Choosing the right business structure is one of the first big decisions every entrepreneur faces. Your choice affects taxes, liability, and how your business is perceived. Many clients ask me: “Should I stay a sole trader, or form a limited company?” The answer isn’t one-size-fits-all — it depends on your income, risk, and growth plans. Let’s break it down.

What are the benefits of being a limited company instead of a sole trader?

Tax advantages

Limited companies pay Corporation Tax (currently 25%) on profits. Sole traders pay Income Tax on all profits, which can be higher if you’re a higher earner. Additionally, directors of a limited company can take money as a combination of salary and dividends, which can be more tax-efficient.

Limited liability

A key advantage of a limited company is protection of personal assets. If the business runs into debt, your home, car, and savings are generally safe. Sole traders, by contrast, have unlimited liability.
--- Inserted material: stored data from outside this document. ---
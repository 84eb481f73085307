//! Model dispatch: retyping the resolved leaf to its declared structure

use crate::error::ConfigurationError;
use crate::model::ContentModel;
use crate::structure::StructureRegistry;
use tracing::info;

/// Replaces a generically loaded model with a model of the structure its leaf declares.
///
/// A listing element (say a page of the site tree) may declare that it is a news section;
/// the walker reaches it through the page structure, but it has to be served, listed and
/// paginated as news. Applying the dispatcher to an already dispatched model is a no-op.
pub struct ModelDispatcher<'a> {
    registry: &'a StructureRegistry,
}

impl<'a> ModelDispatcher<'a> {
    pub fn new(registry: &'a StructureRegistry) -> Self {
        Self { registry }
    }

    pub fn dispatch(&self, model: ContentModel) -> Result<ContentModel, ConfigurationError> {
        if model.is_home() || model.path().len() < 2 {
            return Ok(model);
        }
        let Some(declared) = model
            .path()
            .leaf()
            .and_then(|leaf| leaf.declared_structure.clone())
        else {
            return Ok(model);
        };
        if model.model_type().structure_name() == Some(declared.as_str()) {
            return Ok(model);
        }

        let pointer = model.path().children_pointer(self.registry)?;
        let from = model.model_type().to_string();
        let context = model.context();
        let mut state = model.into_state();
        state.parent_pointer = pointer;

        let retyped = self.registry.instantiate(&declared, context, state)?;
        info!(
            from = %from,
            to = %declared,
            parent = ?retyped.parent_pointer(),
            "Retyped leaf model to declared structure"
        );
        Ok(retyped)
    }
}
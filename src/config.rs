//! Configuration System
//!
//! Site routing settings, the structure and template catalog, recursion limits, storage and
//! logging. Loaded in layers by [`ConfigLoader`]; [`RouterConfig::validate`] reports every
//! problem at once.

use crate::listing::DEFAULT_PAGER_WINDOW;
use crate::logging::LoggingConfig;
use crate::structure::registry::DEFAULT_HOME_STRUCTURE;
use crate::structure::{split_qualified_name, StructureConfig};
use crate::template::DEFAULT_MAX_TEMPLATE_DEPTH;
use crate::tree::ancestry::DEFAULT_MAX_ANCESTRY_DEPTH;
use crate::types::{StructureId, ROOT_SENTINEL};
use serde::{Deserialize, Serialize};
use std::collections::HashMap;
use std::path::PathBuf;

mod facade;
mod merge;
mod sources;

pub use facade::ConfigLoader;
pub use sources::environment::ENV_PREFIX;
pub use sources::workspace_file::ENV_SELECTOR;

/// Root configuration structure
#[derive(Debug, Clone, Default, PartialEq, Serialize, Deserialize)]
pub struct RouterConfig {
    #[serde(default)]
    pub site: SiteConfig,

    /// Routable structures
    #[serde(default)]
    pub structures: Vec<StructureConfig>,

    /// Embeddable templates
    #[serde(default)]
    pub templates: Vec<StructureConfig>,

    #[serde(default)]
    pub limits: LimitsConfig,

    #[serde(default)]
    pub storage: StorageConfig,

    #[serde(default)]
    pub logging: LoggingConfig,
}

/// Site-wide routing settings
#[derive(Debug, Clone, PartialEq, Serialize, Deserialize)]
pub struct SiteConfig {
    /// Mount prefix under which routing operates (empty when mounted at the site root)
    #[serde(default)]
    pub start_url: String,

    /// Suffix every non-root url must end with, e.g. `.html`
    #[serde(default)]
    pub url_suffix: String,

    /// Root structure id; defaults to the first configured structure
    #[serde(default, skip_serializing_if = "Option::is_none")]
    pub root_structure: Option<StructureId>,

    /// Structure whose controller serves the root url
    #[serde(default = "default_home_structure")]
    pub home_structure: String,

    /// Prefix of derived table names
    #[serde(default)]
    pub db_prefix: String,
}

fn default_home_structure() -> String {
    DEFAULT_HOME_STRUCTURE.to_string()
}

impl Default for SiteConfig {
    fn default() -> Self {
        Self {
            start_url: String::new(),
            url_suffix: String::new(),
            root_structure: None,
            home_structure: default_home_structure(),
            db_prefix: String::new(),
        }
    }
}

/// Bounds on recursive resolution
#[derive(Debug, Clone, Copy, PartialEq, Eq, Serialize, Deserialize)]
pub struct LimitsConfig {
    /// Deepest template nesting materialized before failing
    #[serde(default = "default_max_template_depth")]
    pub max_template_depth: usize,

    /// Most structure hops (and in-structure levels) followed by ancestry detection
    #[serde(default = "default_max_ancestry_depth")]
    pub max_ancestry_depth: usize,

    /// Page links shown around the current page
    #[serde(default = "default_pager_window")]
    pub pager_window: u32,
}

fn default_max_template_depth() -> usize {
    DEFAULT_MAX_TEMPLATE_DEPTH
}

fn default_max_ancestry_depth() -> usize {
    DEFAULT_MAX_ANCESTRY_DEPTH
}

fn default_pager_window() -> u32 {
    DEFAULT_PAGER_WINDOW
}

impl Default for LimitsConfig {
    fn default() -> Self {
        Self {
            max_template_depth: default_max_template_depth(),
            max_ancestry_depth: default_max_ancestry_depth(),
            pager_window: default_pager_window(),
        }
    }
}

/// Storage paths
#[derive(Debug, Clone, PartialEq, Eq, Serialize, Deserialize)]
pub struct StorageConfig {
    /// Sled database directory, relative to the workspace root
    #[serde(default = "default_store_path")]
    pub store_path: PathBuf,
}

fn default_store_path() -> PathBuf {
    PathBuf::from(".contentroute/store")
}

impl Default for StorageConfig {
    fn default() -> Self {
        Self {
            store_path: default_store_path(),
        }
    }
}

/// Configuration validation errors
#[derive(Debug, Clone, PartialEq)]
pub enum ValidationError {
    Site(String),
    Structure(String, String),
    Limits(String),
    Storage(String),
    Logging(String),
}

impl std::fmt::Display for ValidationError {
    fn fmt(&self, f: &mut std::fmt::Formatter<'_>) -> std::fmt::Result {
        match self {
            ValidationError::Site(msg) => write!(f, "Site: {}", msg),
            ValidationError::Structure(name, msg) => write!(f, "Structure '{}': {}", name, msg),
            ValidationError::Limits(msg) => write!(f, "Limits: {}", msg),
            ValidationError::Storage(msg) => write!(f, "Storage: {}", msg),
            ValidationError::Logging(msg) => write!(f, "Logging: {}", msg),
        }
    }
}

impl std::error::Error for ValidationError {}

impl SiteConfig {
    pub fn validate(&self) -> Result<(), String> {
        if self.start_url.contains(['?', '#']) {
            return Err(format!("start_url '{}' must be a plain path", self.start_url));
        }
        if self.url_suffix.contains(['/', '?', '#']) {
            return Err(format!(
                "url_suffix '{}' must not contain '/', '?' or '#'",
                self.url_suffix
            ));
        }
        if split_qualified_name(&self.home_structure).is_none() {
            return Err(format!(
                "home_structure '{}' is not of the form Module_Name",
                self.home_structure
            ));
        }
        Ok(())
    }
}

impl LimitsConfig {
    pub fn validate(&self) -> Result<(), String> {
        if self.max_template_depth == 0 {
            return Err("max_template_depth must be at least 1".to_string());
        }
        if self.max_ancestry_depth == 0 {
            return Err("max_ancestry_depth must be at least 1".to_string());
        }
        if self.pager_window == 0 {
            return Err("pager_window must be at least 1".to_string());
        }
        Ok(())
    }
}

impl RouterConfig {
    /// Validate the entire configuration
    pub fn validate(&self) -> Result<(), Vec<ValidationError>> {
        let mut errors = Vec::new();

        if let Err(e) = self.site.validate() {
            errors.push(ValidationError::Site(e));
        }

        let mut ids: HashMap<StructureId, &str> = HashMap::new();
        let mut names: HashMap<&str, StructureId> = HashMap::new();
        for structure in self.structures.iter().chain(&self.templates) {
            let name = structure.name.as_str();
            if split_qualified_name(name).is_none() {
                errors.push(ValidationError::Structure(
                    name.to_string(),
                    "name is not of the form Module_Name".to_string(),
                ));
            }
            if structure.id == ROOT_SENTINEL {
                errors.push(ValidationError::Structure(
                    name.to_string(),
                    format!("id {} is reserved for the root sentinel", ROOT_SENTINEL),
                ));
            }
            if structure.kind.is_empty() {
                errors.push(ValidationError::Structure(
                    name.to_string(),
                    "kind cannot be empty".to_string(),
                ));
            }
            if let Err(e) = structure.params.validate() {
                errors.push(ValidationError::Structure(name.to_string(), e));
            }
            if let Some(existing) = ids.insert(structure.id, name) {
                errors.push(ValidationError::Structure(
                    name.to_string(),
                    format!("Duplicate id {} (also used by '{}')", structure.id, existing),
                ));
            }
            if names.insert(name, structure.id).is_some() {
                errors.push(ValidationError::Structure(
                    name.to_string(),
                    "Duplicate name".to_string(),
                ));
            }
        }

        if self.structures.is_empty() {
            errors.push(ValidationError::Site(
                "at least one routable structure is required".to_string(),
            ));
        }
        if let Some(root) = self.site.root_structure {
            if !self.structures.iter().any(|s| s.id == root) {
                errors.push(ValidationError::Site(format!(
                    "root_structure {} is not a configured structure",
                    root
                )));
            }
        }

        if let Err(e) = self.limits.validate() {
            errors.push(ValidationError::Limits(e));
        }
        if self.storage.store_path.as_os_str().is_empty() {
            errors.push(ValidationError::Storage(
                "Store path cannot be empty".to_string(),
            ));
        }
        if let Err(e) = self.logging.validate() {
            errors.push(ValidationError::Logging(e));
        }

        if errors.is_empty() {
            Ok(())
        } else {
            Err(errors)
        }
    }
}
Professional image and credibility

Clients and investors often perceive limited companies as more professional and established. Being incorporated can open doors to contracts, funding, and partnerships that might be harder to secure as a sole trader.

Who earns more, sole traders or limited company directors?

Income tax vs corporation tax

For low to moderate profits, sole traders may pay less overall tax due to the personal allowance. However, as profits rise, a limited company can be more tax-efficient, because Corporation Tax plus dividends may be lower than higher-rate Income Tax.

Dividend payments explained

Dividends allow directors to take profits outside of salary, reducing NICs. This is a key reason many growing businesses switch to a limited company.

Which is better for different income levels

Profits under £50k–£60k: Sole trader may be simpler and more cost-effective.

Profits over £50k–£60k: Limited company often offers tax savings and liability protection.

Is it easier to get a mortgage as a sole trader or company director?

How lenders assess sole traders

Lenders usually ask for 2–3 years of accounts, bank statements, and proof of income. Sole traders can get mortgages, but the process may involve more scrutiny.

How lenders assess directors

Limited company directors are assessed on salary, dividends, and the company’s financial stability. A strong company record can make approvals easier, especially for larger loans.

Tips for improving approval chances

• Keep thorough and accurate accounts

• Maintain clear separation between personal and business finances

• Avoid large, unexplained fluctuations in income

What are the ongoing costs of being a sole trader vs a limited company?

Annual filing costs

Sole trader: Minimal — mainly Self Assessment.

Limited company: Confirmation statements, annual accounts, and potentially audit costs.

Accounting fees

Limited companies often need more extensive accounting support, which increases fees. Sole traders can sometimes manage with simpler bookkeeping or basic software.

Insurance and compliance costs

Insurance is important for both structures, but limited companies may require additional policies, like directors’ liability insurance.

Is it easier to sell a business as a sole trader or limited company?

Selling goodwill as a sole trader

Sole traders sell “goodwill” — the business reputation, client list, and brand. This can be harder to value and may limit buyer interest.

Selling shares in a company

Limited companies can sell shares, providing a clear structure for transferring ownership and often achieving a higher sale price.

Tax treatment of business sales

Sole traders may pay Capital Gains Tax on sales. Company sales involve different tax implications, including potential Entrepreneurs’ Relief.

Final thoughts

There’s no one “right” choice. Sole traders enjoy simplicity, lower admin, and fewer ongoing costs — perfect for small or low-risk businesses. Limited companies offer liability protection, tax planning opportunities, and professional credibility, which benefit growing businesses.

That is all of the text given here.